According to the complaint, OxyElite Pro is marketed and sold by USPlabs LLC as a beneficial dietary supplement for muscle increase and weight loss. The U.S. Food and Drug Administration previously found the supplement to contain Ageline, a synthetic version of a natural extract from the Bael tree. Aegeline has not been proven to be safe and has not been approved by the FDA for inclusion in dietary supplements. The OxyElite Pro product was sold at GNC retail locations in Hawaii.
According to the complaint, the Hawai’i Department of Health was notified on September 9, 2013 that doctors were treating 7 patients with severe acute hepatitis and liver failure who shared a history of consuming OxyElite Pro.

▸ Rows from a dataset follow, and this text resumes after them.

use serde::{Deserialize, Serialize};

#[derive(Clone, Copy, Debug, Default, PartialEq, Eq, Hash, Serialize, Deserialize)]
pub struct ChunkCoord {
    pub cx: i32,
    pub cy: i32,
    pub cz: i32,
}

impl ChunkCoord {
    #[inline]
    pub const fn new(cx: i32, cy: i32, cz: i32) -> Self {
        Self { cx, cy, cz }
    }

    #[inline]
    pub fn offset(self, dx: i32, dy: i32, dz: i32) -> Self {
        Self {
            cx: self.cx + dx,
            cy: self.cy + dy,
            cz: self.cz + dz,
        }
    }

    /// Chunk containing world voxel `(wx, wy, wz)` for chunks of edge `size`.
    #[inline]
    pub fn containing(wx: i32, wy: i32, wz: i32, size: usize) -> Self {
        let s = size as i32;
        Self::new(wx.div_euclid(s), wy.div_euclid(s), wz.div_euclid(s))
    }
}

impl From<(i32, i32, i32)> for ChunkCoord {
    fn from(value: (i32, i32, i32)) -> Self {
        Self::new(value.0, value.1, value.2)
    }
}

impl From<ChunkCoord> for (i32, i32, i32) {
    fn from(value: ChunkCoord) -> Self {
        (value.cx, value.cy, value.cz)
    }
}
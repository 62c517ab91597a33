use std::collections::HashMap;
use std::time::Duration;

use tessel_blocks::{BlockId, FaceLayers};
use tessel_chunk::{ChunkBuf, ChunkCoord, ChunkStore};
use tessel_mesh_cpu::{MeshConfig, MeshError, MeshGenerator};
use tessel_runtime::{Budget, GeneratorPool, MeshScheduler, RegionOutcome, mesh_all_parallel};

const S: usize = 4;
const STONE: BlockId = BlockId(1);

fn layers() -> HashMap<BlockId, FaceLayers> {
    HashMap::from([(STONE, FaceLayers::uniform(0))])
}

// A row of regions along x: every even one holds a single voxel, odd ones are air.
fn store(n: i32) -> ChunkStore {
    let mut store = ChunkStore::new(S);
    for cx in 0..n {
        let mut buf = ChunkBuf::filled(ChunkCoord::new(cx, 0, 0), S, BlockId::AIR);
        if cx % 2 == 0 {
            buf.set_local(1, 1, 1, STONE);
        }
        store.insert(buf);
    }
    store
}

fn coords(n: i32) -> Vec<ChunkCoord> {
    (0..n).map(|cx| ChunkCoord::new(cx, 0, 0)).collect()
}

#[test]
fn schedule_deduplicates_and_keeps_order() {
    let mut s = MeshScheduler::new();
    assert!(s.schedule(ChunkCoord::new(1, 0, 0)));
    assert!(s.schedule(ChunkCoord::new(0, 0, 0)));
    assert!(!s.schedule(ChunkCoord::new(1, 0, 0)));
    assert_eq!(s.pending(), 2);

    let store = store(2);
    let mut g = MeshGenerator::new(MeshConfig::chunk(S)).unwrap();
    let first = s.process_one(&store, &layers(), &mut g).unwrap();
    assert_eq!(first.coord, ChunkCoord::new(1, 0, 0));
    assert!(matches!(first.outcome, RegionOutcome::Empty));
    // Once processed it may be queued again.
    assert!(s.schedule(ChunkCoord::new(1, 0, 0)));
    assert_eq!(s.pending(), 2);
}

#[test]
fn budget_drains_queue_and_reports() {
    let store = store(6);
    let mut s = MeshScheduler::new();
    assert_eq!(s.schedule_all(coords(6)), 6);
    s.schedule(ChunkCoord::new(9, 0, 0));
    let mut g = MeshGenerator::new(MeshConfig::chunk(S)).unwrap();
    let report = s.process_budget(&store, &layers(), &mut g, Budget::from_millis(60_000));
    assert_eq!(report.processed(), 7);
    assert_eq!(report.meshed(), 3);
    assert_eq!(report.empty(), 3);
    assert_eq!(report.unloaded(), 1);
    assert_eq!(report.failed(), 0);
    assert_eq!(report.quads(), 18);
    assert_eq!(report.remaining, 0);
    assert!(s.is_idle());
}

#[test]
fn zero_budget_still_makes_progress() {
    let store = store(4);
    let mut s = MeshScheduler::new();
    s.schedule_all(coords(4));
    let mut g = MeshGenerator::new(MeshConfig::chunk(S)).unwrap();
    let budget = Budget {
        time_limit: Duration::ZERO,
        max_regions: None,
    };
    let report = s.process_budget(&store, &layers(), &mut g, budget);
    assert_eq!(report.processed(), 1);
    assert_eq!(report.remaining, 3);
}

#[test]
fn max_regions_caps_a_batch() {
    let store = store(5);
    let mut s = MeshScheduler::new();
    s.schedule_all(coords(5));
    let mut g = MeshGenerator::new(MeshConfig::chunk(S)).unwrap();
    let budget = Budget::from_millis(60_000).with_max_regions(2);
    assert_eq!(s.process_budget(&store, &layers(), &mut g, budget).processed(), 2);
    assert_eq!(s.process_budget(&store, &layers(), &mut g, budget).processed(), 2);
    assert_eq!(s.process_budget(&store, &layers(), &mut g, budget).processed(), 1);
    assert_eq!(s.process_budget(&store, &layers(), &mut g, budget).processed(), 0);
}

#[test]
fn zero_region_cap_processes_nothing() {
    let store = store(3);
    let mut s = MeshScheduler::new();
    s.schedule_all(coords(3));
    let mut g = MeshGenerator::new(MeshConfig::chunk(S)).unwrap();
    let budget = Budget::from_millis(60_000).with_max_regions(0);
    let report = s.process_budget(&store, &layers(), &mut g, budget);
    assert_eq!(report.processed(), 0);
    assert_eq!(report.remaining, 3);
    assert_eq!(s.pending(), 3);
}

#[test]
fn failures_are_reported_per_region() {
    let mut store = store(2);
    store.set_world(2, 2, 2, BlockId(8), BlockId::AIR);
    let mut s = MeshScheduler::new();
    s.schedule_all(coords(2));
    let mut g = MeshGenerator::new(MeshConfig::chunk(S)).unwrap();
    let report = s.process_budget(&store, &layers(), &mut g, Budget::from_millis(60_000));
    assert_eq!(report.failed(), 1);
    assert_eq!(report.meshed(), 0);
    assert!(matches!(
        report.regions[0].outcome,
        RegionOutcome::Failed(MeshError::MissingTextureLayers { block: BlockId(8) })
    ));
}

#[test]
fn parallel_matches_sequential() {
    let n = 12;
    let store = store(n);
    let pool = GeneratorPool::new(MeshConfig::chunk(S), 3).unwrap();
    let parallel = mesh_all_parallel(&store, &coords(n), &layers(), &pool);
    assert!(pool.allocated() <= 3);

    let mut g = MeshGenerator::new(MeshConfig::chunk(S)).unwrap();
    for (coord, region) in coords(n).into_iter().zip(&parallel) {
        assert_eq!(region.coord, coord);
        let seq = tessel_runtime::mesh_region(&store, coord, &layers(), &mut g);
        assert_eq!(region.outcome.mesh(), seq.mesh());
    }
}
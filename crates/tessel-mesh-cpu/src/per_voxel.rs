//! One unit quad per visible face, no merging. +Y faces carry packed-mask AO,
//! every other face gets the translucent ghost color.

use tessel_blocks::{BlockId, TextureLayers};
use tessel_chunk::{Neighborhood, Region};

use crate::ao::{NeighborMask, inverted_ao_color, packed_yp_ao_levels};
use crate::constants::GHOST_COLOR;
use crate::error::MeshError;
use crate::face::Face;
use crate::mesh_build::{MeshBuild, Winding};
use crate::visibility::{BoundaryPolicy, FaceNeighbors, is_face_visible};

const FACE_ORDER: [Face; 6] = [
    Face::PosX,
    Face::NegX,
    Face::PosY,
    Face::NegY,
    Face::PosZ,
    Face::NegZ,
];

pub(crate) fn mesh_per_voxel<N, L>(
    build: &mut MeshBuild,
    hood: &N,
    layers: &L,
    air: BlockId,
    policy: BoundaryPolicy,
) -> Result<(), MeshError>
where
    N: Neighborhood,
    L: TextureLayers + ?Sized,
{
    let center = hood.center();
    let neighbors = FaceNeighbors::resolve(hood);
    let s = center.size();
    for y in 0..s {
        for z in 0..s {
            for x in 0..s {
                let block = center.block(x, y, z);
                if block == air {
                    continue;
                }
                let mut face_layers = None;
                for face in FACE_ORDER {
                    let at = (x, y, z);
                    if !is_face_visible(center, neighbors.get(face), at, face, air, policy) {
                        continue;
                    }
                    let fl = match face_layers {
                        Some(fl) => fl,
                        None => {
                            let fl = layers
                                .face_layers(block)
                                .ok_or(MeshError::MissingTextureLayers { block })?;
                            face_layers = Some(fl);
                            fl
                        }
                    };
                    let colors = if face == Face::PosY {
                        packed_yp_ao_levels(NeighborMask::sample(center, at, air)).map(inverted_ao_color)
                    } else {
                        [GHOST_COLOR; 4]
                    };
                    build.add_quad(
                        face.quad_corners(x as i32, y as i32, z as i32, 1),
                        colors,
                        face.quad_uvs(1.0),
                        fl.layer(face.index()),
                        face.normal(),
                        Winding::Normal,
                    );
                }
            }
        }
    }
    Ok(())
}
#![allow(dead_code)]

use std::collections::HashMap;

use tessel_blocks::{BlockId, FaceLayers};
use tessel_chunk::{ChunkBuf, ChunkCoord};
use tessel_geom::{Vec2, Vec3};
use tessel_mesh_cpu::MeshBuffers;

pub const STONE: BlockId = BlockId(1);
pub const DIRT: BlockId = BlockId(2);

pub fn layers() -> HashMap<BlockId, FaceLayers> {
    let mut m = HashMap::new();
    m.insert(STONE, FaceLayers::uniform(0));
    m.insert(DIRT, FaceLayers::top_bottom_side(1, 2, 3));
    m
}

pub fn empty(size: usize) -> ChunkBuf {
    ChunkBuf::filled(ChunkCoord::new(0, 0, 0), size, BlockId::AIR)
}

pub struct QuadView {
    pub normal: Vec3,
    pub corners: [Vec3; 4],
    pub colors: [[f32; 4]; 4],
    pub uv: [Vec2; 4],
    pub layer: f32,
    /// Indices relative to the quad's first vertex.
    pub tris: [u32; 6],
}

impl QuadView {
    /// Voxels covered by the quad.
    pub fn area(&self) -> f32 {
        self.uv[2].x * self.uv[2].y
    }
}

pub fn quads(m: &MeshBuffers) -> Vec<QuadView> {
    (0..m.quad_count())
        .map(|q| {
            let v = q * 4;
            let base = v as u32;
            QuadView {
                normal: m.normals[v],
                corners: [0, 1, 2, 3].map(|k| m.positions[v + k]),
                colors: [0, 1, 2, 3].map(|k| m.colors[v + k]),
                uv: [0, 1, 2, 3].map(|k| m.uv0[v + k]),
                layer: m.uv1[v].x,
                tris: [0, 1, 2, 3, 4, 5].map(|k| m.indices[q * 6 + k] - base),
            }
        })
        .collect()
}

pub fn with_normal(m: &MeshBuffers, n: Vec3) -> Vec<QuadView> {
    quads(m).into_iter().filter(|q| q.normal == n).collect()
}

pub const UP: Vec3 = Vec3::new(0.0, 1.0, 0.0);
pub const POS_X: Vec3 = Vec3::new(1.0, 0.0, 0.0);
pub const NEG_X: Vec3 = Vec3::new(-1.0, 0.0, 0.0);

In an October 8 press release, the health department, following its investigation into those cases of liver failure and acute hepatitis, requested that retailers remove OxyElite Pro from store shelves. By November 9, USPlabs recalled numerous lots and sizes of various formulations of OxyElite Pro dietary supplements due to epidemiologic evidence showing that the use of the products was associated with adverse health consequences. Following the announcement, on November 19, the Hololulu Star-Advertiser reported that health officials were planning to destroy over $250,000 worth of OxyELITE Pro products.

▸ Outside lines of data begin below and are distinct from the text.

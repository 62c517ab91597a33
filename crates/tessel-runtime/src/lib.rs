//! Runtime orchestration: a cooperative, time-budgeted mesh queue and a
//! generator pool for parallel batches.
#![forbid(unsafe_code)]

mod generator_pool;
mod scheduler;

pub use generator_pool::{GeneratorPool, PooledGenerator};
pub use scheduler::{BatchReport, Budget, MeshScheduler};

use rayon::prelude::*;
use tessel_blocks::TextureLayers;
use tessel_chunk::{ChunkCoord, ChunkStore};
use tessel_mesh_cpu::{MeshBuffers, MeshError, MeshGenerator};

#[derive(Debug)]
pub enum RegionOutcome {
    Meshed(MeshBuffers),
    /// All air, or nothing visible.
    Empty,
    /// The coordinate has no region in the store.
    Unloaded,
    Failed(MeshError),
}

impl RegionOutcome {
    pub fn quad_count(&self) -> usize {
        match self {
            RegionOutcome::Meshed(m) => m.quad_count(),
            _ => 0,
        }
    }

    pub fn mesh(&self) -> Option<&MeshBuffers> {
        match self {
            RegionOutcome::Meshed(m) => Some(m),
            _ => None,
        }
    }
}

#[derive(Debug)]
pub struct ProcessedRegion {
    pub coord: ChunkCoord,
    pub outcome: RegionOutcome,
}

/// Meshes one stored region against its loaded neighbors.
pub fn mesh_region<L>(
    store: &ChunkStore,
    coord: ChunkCoord,
    layers: &L,
    generator: &mut MeshGenerator,
) -> RegionOutcome
where
    L: TextureLayers + ?Sized,
{
    let Some(hood) = store.neighborhood(coord) else {
        log::debug!("region {:?} not loaded; skipped", coord);
        return RegionOutcome::Unloaded;
    };
    match generator.generate(&hood, layers) {
        Ok(Some(mesh)) => RegionOutcome::Meshed(mesh),
        Ok(None) => RegionOutcome::Empty,
        Err(e) => {
            log::error!("region {:?}: {}", coord, e);
            RegionOutcome::Failed(e)
        }
    }
}

/// Meshes `coords` on the current rayon pool, one pooled generator per task.
/// Results keep the order of `coords`.
pub fn mesh_all_parallel<L>(
    store: &ChunkStore,
    coords: &[ChunkCoord],
    layers: &L,
    pool: &GeneratorPool,
) -> Vec<ProcessedRegion>
where
    L: TextureLayers + Sync + ?Sized,
{
    coords
        .par_iter()
        .map(|&coord| {
            let mut generator = pool.acquire();
            let outcome = mesh_region(store, coord, layers, &mut generator);
            ProcessedRegion { coord, outcome }
        })
        .collect()
}
//! Block ids, texture materials, and the block registry.
#![forbid(unsafe_code)]

pub mod config;
pub mod error;
pub mod material;
pub mod registry;
pub mod types;

pub use error::RegistryError;
pub use material::MaterialCatalog;
pub use registry::{BlockRegistry, BlockType};
pub use types::{BlockId, FaceLayers, MaterialId, TextureLayers};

According to the complaint, plaintiff Everine Van Houten, a Hawai’i County resident, alleges that she purchased two containers of OxyElite Pro from the GNC store located in the Prince Kuhio Plaza in Hilo, Hawai’i in March of 2013. Court documents state that she also received two sample-sized containers of a “new” formulation of OxyElite Pro as part of her purchase. The lawsuit alleges that Ms. Van Houten consumed both the regular OxyElite Pro tablets and the “new” formulation of OxyElite Pro over the next several months and that she was treated for symptoms of abdominal pain, nausea, fatigue and muscle aches on numerous occasions at Hilo Medical Center during that timeframe. The lawsuit alleges that Ms. Van Houten underwent multiple tests and medical procedures to determine the nature and extent of her liver illness before she saw a September, 2013 public health notice advising of a possible link between cases of acute hepatitis and OxyElite Pro products. Court documents further state that Ms.Van Houten’s liver illness was caused by her consumption of the OxyElite Pro product.

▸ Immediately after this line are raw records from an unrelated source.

use std::sync::Arc;

use tessel_blocks::FaceLayers;
use tessel_geom::{Aabb, Vec2, Vec3};

use crate::ao::{AoLevels, ao_color};
use crate::constants::{TRIANGLES, TRIANGLES_FLIPPED};
use crate::greedy::{MergedQuad, choose_winding};

/// Which diagonal splits a quad into two triangles.
#[derive(Clone, Copy, Debug, PartialEq, Eq, Default)]
pub enum Winding {
    #[default]
    Normal,
    Flipped,
}

impl Winding {
    #[inline]
    pub fn triangles(self) -> &'static [u32; 6] {
        match self {
            Winding::Normal => &TRIANGLES,
            Winding::Flipped => &TRIANGLES_FLIPPED,
        }
    }
}

/// Shared surface material reference handed out with every mesh.
#[derive(Clone, Debug, PartialEq, Eq, Hash)]
pub struct SurfaceMaterial {
    pub key: String,
}

impl SurfaceMaterial {
    pub const DEFAULT_KEY: &'static str = "block_array";

    pub fn new(key: impl Into<String>) -> Self {
        Self { key: key.into() }
    }
}

impl Default for SurfaceMaterial {
    fn default() -> Self {
        Self::new(Self::DEFAULT_KEY)
    }
}

/// A finished mesh. Vertex streams are parallel arrays; positions are local to
/// the region.
#[derive(Clone, Debug, PartialEq)]
pub struct MeshBuffers {
    pub positions: Vec<Vec3>,
    pub colors: Vec<[f32; 4]>,
    pub uv0: Vec<Vec2>,
    /// `x` carries the texture-array layer, `y` is always 0.
    pub uv1: Vec<Vec2>,
    pub normals: Vec<Vec3>,
    pub indices: Vec<u32>,
    pub bbox: Aabb,
    pub material: Arc<SurfaceMaterial>,
}

impl MeshBuffers {
    #[inline]
    pub fn vertex_count(&self) -> usize {
        self.positions.len()
    }

    #[inline]
    pub fn triangle_count(&self) -> usize {
        self.indices.len() / 3
    }

    #[inline]
    pub fn quad_count(&self) -> usize {
        self.positions.len() / 4
    }
}

/// Reusable accumulation buffers for one mesh at a time.
#[derive(Default, Clone, Debug)]
pub struct MeshBuild {
    pos: Vec<Vec3>,
    col: Vec<[f32; 4]>,
    uv0: Vec<Vec2>,
    uv1: Vec<Vec2>,
    norm: Vec<Vec3>,
    idx: Vec<u32>,
}

impl MeshBuild {
    /// Clears all arrays but retains capacity for the next region.
    #[inline]
    pub fn clear_keep_capacity(&mut self) {
        self.pos.clear();
        self.col.clear();
        self.uv0.clear();
        self.uv1.clear();
        self.norm.clear();
        self.idx.clear();
    }

    /// Pre-reserve capacity for approximately `n_quads` quads worth of data.
    #[inline]
    pub fn reserve_quads(&mut self, n_quads: usize) {
        // 4 vertices per quad
        self.pos.reserve(n_quads * 4);
        self.col.reserve(n_quads * 4);
        self.uv0.reserve(n_quads * 4);
        self.uv1.reserve(n_quads * 4);
        self.norm.reserve(n_quads * 4);
        self.idx.reserve(n_quads * 6);
    }

    #[inline]
    pub fn quad_count(&self) -> usize {
        self.pos.len() / 4
    }

    #[inline]
    pub fn is_empty(&self) -> bool {
        self.pos.is_empty()
    }

    /// Appends four vertices and six indices.
    pub fn add_quad(
        &mut self,
        corners: [Vec3; 4],
        colors: [[f32; 4]; 4],
        uvs: [Vec2; 4],
        layer: u16,
        normal: Vec3,
        winding: Winding,
    ) {
        let base = self.pos.len() as u32;
        self.pos.extend_from_slice(&corners);
        self.col.extend_from_slice(&colors);
        self.uv0.extend_from_slice(&uvs);
        self.uv1.extend([Vec2::new(layer as f32, 0.0); 4]);
        self.norm.extend([normal; 4]);
        self.idx.extend(winding.triangles().iter().map(|t| base + t));
    }

    /// Moves the accumulated data into `MeshBuffers`, leaving the builder empty.
    /// Returns `None` when nothing was added.
    pub fn finish(&mut self, material: &Arc<SurfaceMaterial>) -> Option<MeshBuffers> {
        let bbox = Aabb::from_points(&self.pos)?;
        let quads = self.quad_count();
        let out = MeshBuffers {
            positions: std::mem::take(&mut self.pos),
            colors: std::mem::take(&mut self.col),
            uv0: std::mem::take(&mut self.uv0),
            uv1: std::mem::take(&mut self.uv1),
            normals: std::mem::take(&mut self.norm),
            indices: std::mem::take(&mut self.idx),
            bbox,
            material: Arc::clone(material),
        };
        self.reserve_quads(quads);
        Some(out)
    }
}

/// Colors for a quad's corners from line-cache AO levels.
#[inline]
pub fn ao_colors(levels: AoLevels) -> [[f32; 4]; 4] {
    levels.map(ao_color)
}

/// Appends a merged run with AO colors and the winding that keeps AO smooth.
pub fn emit_merged_quad(build: &mut MeshBuild, quad: &MergedQuad, layers: FaceLayers) {
    let [x, y, z] = quad.origin;
    let len = quad.len as i32;
    build.add_quad(
        quad.face.quad_corners(x, y, z, len),
        ao_colors(quad.ao),
        quad.face.quad_uvs(quad.len as f32),
        layers.layer(quad.face.index()),
        quad.face.normal(),
        choose_winding(quad.ao),
    );
}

Attorney Bruce Clark stated: “We are alleging in this lawsuit that OxyElite Pro was unsafe for human consumption and are asking the Court for just compensation for my client’s injuries.”
According to the complaint, Ms. Van Houten was unable to work through much of 2013 due to her acute hepatitis and related symptoms and medical care. Court documents state that she continues to undergo testing and medical monitoring of her liver and continues to experience symptoms related to her liver injury.
BACKGROUND: Marler Clark has represented thousands of victims of E. coli and other foodborne illness outbreaks since the 1993 Jack in the Box E. coli outbreak (Pierce County Superior Court Case No. 93-2-00930-1). The law firm has recovered over $600 million for victims of food-related outbreaks.
1. OxyElite Pro Supplements Recalled. U.S. Food and Drug Administration. Last Updated Nov. 18, 2013.
2. See “Department of Health Requests Voluntary Removal of Oxyelite Pro Supplement from Sale.” Hawai’i Department of Health. October 8, 2013.
3. See “Dodgy dietary supplement is headed to the incinerator” Sarah Zoellick, Honolulu Star Advertiser. November 19, 2013.